* Directions for this task *
Of the lines below, copy those that hold the word "gesture".

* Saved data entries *
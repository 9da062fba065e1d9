#![forbid(unsafe_code)]

//! Lane layout and commit rules for a single-day timeline.
//!
//! - [`lanes`]: assign every item of a day to a non-overlapping lane.
//! - [`overlap`]: overlap neighbors and transitive clusters on raw intervals.
//! - [`mutation`]: turn finished move, resize, and lane drags into patches.
//! - [`store`]: the seam to whoever owns item persistence.
//!
//! The typical loop is: query items, [`layout`] them, preview a drag with
//! [`MutationEngine::preview_move`], commit it, hand the [`Patch`] to the
//! [`ItemStore`], and lay out again.

pub mod config;
pub mod lanes;
pub mod mutation;
pub mod overlap;
pub mod patch;
pub mod store;

pub use config::{
    DEFAULT_DURATION_MINUTES, DEFAULT_MAX_SPAN_DAYS, DEFAULT_MIN_DURATION_MINUTES,
    DEFAULT_SNAP_MINUTES, TimelineConfig,
};
pub use lanes::{LaneLayout, LayoutResult, layout, max_concurrency};
pub use mutation::{MutationEngine, partition, pin_and_pack};
pub use overlap::{cluster, cluster_ids, neighbors, overlaps};
pub use patch::{Commit, ItemPatch, LaneResolution, Patch};
pub use store::{ItemStore, VecStore};
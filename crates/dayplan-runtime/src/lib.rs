#![forbid(unsafe_code)]

//! Day-planner runtime.
//!
//! This crate drives the interactive side of a timeline drag on top of the
//! pure layout and commit rules in `dayplan-layout`.
//!
//! # Key Components
//!
//! - [`AutoScroller`] - Idle/Active edge auto-scroll state machine
//! - [`AutoScrollDriver`] - Ticks an [`AutoScroller`] from a [`FrameClock`](dayplan_core::FrameClock)
//!   and writes offsets to a [`ViewportHost`]
//! - [`DragSession`] - One move or resize gesture from pointer-down to commit
//! - [`PlannerConfig`] - Policy-as-data configuration, loadable from TOML/JSON
//!
//! # How it fits in the system
//! `dayplan-core` owns the data model and pure gesture math,
//! `dayplan-layout` owns lane assignment and commit rules, and this crate
//! owns everything that depends on frame time or a scroll container.

pub mod autoscroll;
pub mod config;
pub mod drag;
pub mod viewport;

pub use autoscroll::{
    AutoScrollConfig, AutoScrollDriver, AutoScrollPhase, AutoScroller, ScrollDirection,
};
pub use config::{AutoScrollPolicyConfig, ConfigError, PlannerConfig};
pub use drag::{DragKind, DragSession};
pub use viewport::{FixedViewport, ViewportHost};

* Your solution *
//! - [`DragSession`] - One move or resize gesture from pointer-down to commit
//! `dayplan-core` owns the data model and pure gesture math,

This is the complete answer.